A preservação do legado de Naná Vasconcelos deu mais um importante passo. Vinculada à Universidade Federal Rural de Pernambuco (UFRPE), a Fundação Apolônio Salles de Desenvolvimento Educacional (Fadurpe) anunciou que comandará pesquisa, catalogação e organização do acervo do percussionista pernambucano.
A iniciativa corresponde à primeira parte do projeto “Naná – Um Griô Pelo Mundo”, que terá como resultado a criação de um banco de dados estruturado e de um documento narrativo que servirá de base para um futuro documentário sobre a vida e a obra do artista.
O projeto começou a ser desenvolvido em julho de 2026, tendo como base operacional o Museu de Artes Afro-Brasil Rolando Toro (Muafro-PE), no Recife.
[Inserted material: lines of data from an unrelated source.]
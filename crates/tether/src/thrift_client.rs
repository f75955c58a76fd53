//! One-stop client bound to a host's request lifecycle.

use std::sync::{Arc, Mutex, MutexGuard, PoisonError};

use tether_config::{Config, ConnectionDescriptor, ProtocolKind};
use tracing::info;

use crate::client::make_client;
use crate::error::{BuildError, ConnectionError};
use crate::lifecycle::{
    ConnectPolicy, Connection, ConnectionScope, RequestHooks, RequestLifecycle, autoconnect,
};
use crate::protocol::{InputProtocol, OutputProtocol, compose_kind};
use crate::reporter::{LIFECYCLE_TARGET, LifecycleReporter, StructuredLifecycleReporter};
use crate::transport::{self, TransportHandle};

/// A generated client together with the transport it talks over and the
/// lifecycle that opens and closes that transport.
///
/// Build one per host application and share it; the transport is one shared
/// instance, so concurrent requests must be serialised by the host.
pub struct ThriftClient<C> {
    client: Mutex<C>,
    connection: Connection,
    descriptor: ConnectionDescriptor,
    protocol: ProtocolKind,
    policy: ConnectPolicy,
}

impl<C> ThriftClient<C> {
    /// Builds the transport, protocol, and client described by `config`.
    ///
    /// Nothing is opened; the first connection happens per request.
    ///
    /// # Errors
    ///
    /// Returns [`BuildError`] for malformed options or unusable TLS material.
    pub fn new<F>(interface: F, config: &Config) -> Result<Self, BuildError>
    where
        F: FnOnce(InputProtocol, OutputProtocol) -> C,
    {
        Self::with_reporter(interface, config, Arc::new(StructuredLifecycleReporter::new()))
    }

    /// [`ThriftClient::new`] with a custom lifecycle reporter.
    ///
    /// # Errors
    ///
    /// Returns [`BuildError`] for malformed options or unusable TLS material.
    pub fn with_reporter<F>(
        interface: F,
        config: &Config,
        reporter: Arc<dyn LifecycleReporter>,
    ) -> Result<Self, BuildError>
    where
        F: FnOnce(InputProtocol, OutputProtocol) -> C,
    {
        let descriptor = config.descriptor()?;
        let protocol = config.protocol_kind()?;
        let transport = transport::build(&descriptor, config)?;
        let codec = compose_kind(&transport, protocol)?;
        let client = make_client(interface, codec);
        let policy = ConnectPolicy::from_always_connect(config.always_connect);
        info!(
            target: LIFECYCLE_TARGET,
            event = "client_built",
            address = %descriptor,
            layers = %transport.layers(),
            protocol = %protocol,
            always_connect = policy.is_always(),
            "thrift client ready"
        );
        Ok(Self {
            client: Mutex::new(client),
            connection: Connection::new(transport, reporter),
            descriptor,
            protocol,
            policy,
        })
    }

    /// Exclusive access to the generated client.
    pub fn client(&self) -> MutexGuard<'_, C> {
        self.client.lock().unwrap_or_else(PoisonError::into_inner)
    }

    /// The shared transport.
    #[must_use]
    pub const fn transport(&self) -> &TransportHandle {
        self.connection.transport()
    }

    /// Idempotent open/close over the transport.
    #[must_use]
    pub const fn connection(&self) -> &Connection {
        &self.connection
    }

    /// Resolved connection descriptor.
    #[must_use]
    pub const fn descriptor(&self) -> &ConnectionDescriptor {
        &self.descriptor
    }

    /// Resolved wire protocol.
    #[must_use]
    pub const fn protocol_kind(&self) -> ProtocolKind {
        self.protocol
    }

    /// Whether requests connect implicitly.
    #[must_use]
    pub const fn policy(&self) -> ConnectPolicy {
        self.policy
    }

    /// Per-request hooks following the configured policy.
    #[must_use]
    pub fn request_hooks(&self) -> RequestHooks {
        RequestHooks::new(self.connection.clone(), self.policy)
    }

    /// Registers the per-request hooks with `host` when `ALWAYS_CONNECT` is
    /// set. Returns whether anything was registered.
    pub fn install<H>(&self, host: &mut H) -> bool
    where
        H: RequestLifecycle + ?Sized,
    {
        self.request_hooks().install(host)
    }

    /// Opens the transport until the returned scope is dropped.
    ///
    /// # Errors
    ///
    /// Returns [`ConnectionError`] when the transport cannot be opened.
    pub fn connect(&self) -> Result<ConnectionScope, ConnectionError> {
        self.connection.scope()
    }

    /// Runs `work` against the client inside a connection scope.
    ///
    /// # Errors
    ///
    /// Returns [`ConnectionError`] when the transport cannot be opened.
    pub fn with_connection<R>(&self, work: impl FnOnce(&mut C) -> R) -> Result<R, ConnectionError> {
        let _scope = self.connect()?;
        let mut client = self.client();
        Ok(work(&mut *client))
    }

    /// Wraps `work` so every call runs inside a connection scope.
    pub fn autoconnect<F, R>(&self, work: F) -> impl FnMut() -> Result<R, ConnectionError> + use<C, F, R>
    where
        F: FnMut() -> R,
    {
        autoconnect(self.connection.clone(), work)
    }
}

#[cfg(test)]
mod tests {
    use super::*;
    use tether_config::ConfigurationError;

    use crate::error::CertificateError;

    struct StubClient;

    fn stub(_: InputProtocol, _: OutputProtocol) -> StubClient {
        StubClient
    }

    #[test]
    fn missing_transport_fails_to_build() {
        let error = ThriftClient::new(stub, &Config::default()).err();
        assert!(matches!(
            error,
            Some(BuildError::Configuration(ConfigurationError::MissingTransport))
        ));
    }

    #[test]
    fn unsupported_protocol_fails_to_build() {
        let mut config = Config::for_transport("tcp://localhost");
        config.protocol_name = String::from("JSON");
        assert!(matches!(
            ThriftClient::new(stub, &config).err(),
            Some(BuildError::Configuration(ConfigurationError::UnsupportedProtocol(
                ProtocolKind::Json
            )))
        ));
    }

    #[test]
    fn tls_without_ca_fails_to_build() {
        let config = Config::for_transport("unixs:///tmp/thrift.sock");
        assert!(matches!(
            ThriftClient::new(stub, &config).err(),
            Some(BuildError::Certificate(CertificateError::MissingCaPath))
        ));
    }

    #[test]
    fn built_client_starts_closed() {
        let mut config = Config::for_transport("tcp://localhost");
        config.always_connect = false;
        let client = ThriftClient::new(stub, &config).expect("build");

        assert!(!client.transport().is_open());
        assert_eq!(client.protocol_kind(), ProtocolKind::Binary);
        assert_eq!(client.policy(), ConnectPolicy::OnDemand);
        assert_eq!(client.descriptor().port(), Some(9090));
    }
}
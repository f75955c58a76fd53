//! Construction of generated service clients.

use crate::protocol::{InputProtocol, OutputProtocol, Protocol};

/// Instantiates a generated client over a composed protocol.
///
/// `interface` is the generated client's constructor, typically
/// `SomeServiceSyncClient::new`. Construction performs no I/O.
pub fn make_client<C, F>(interface: F, protocol: Protocol) -> C
where
    F: FnOnce(InputProtocol, OutputProtocol) -> C,
{
    let (input, output) = protocol.into_parts();
    interface(input, output)
}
A previsão de conclusão é fevereiro de 2027.
O trabalho também envolve o levantamento de acervos públicos e privados no Brasil e no exterior, entrevistas, análise de registros históricos, elaboração de uma linha do tempo da carreira do músico e consultorias especializadas nas áreas de música, cultura brasileira e pesquisa.
Todo o material reunido será digitalizado e organizado em um repositório que ficará disponível para consulta da equipe de pesquisa e para o acervo pessoal do artista. A ideia é que isso sirva de base para futuras iniciativas de pesquisa, educação e difusão cultural.
“Naná Vasconcelos levou a cultura pernambucana e brasileira para o mundo. Contribuir para preservar sua trajetória é investir na nossa memória, na valorização da identidade cultural e na produção de conhecimento”, afirma a secretária-executiva da Fadurpe, Ellen Viegas.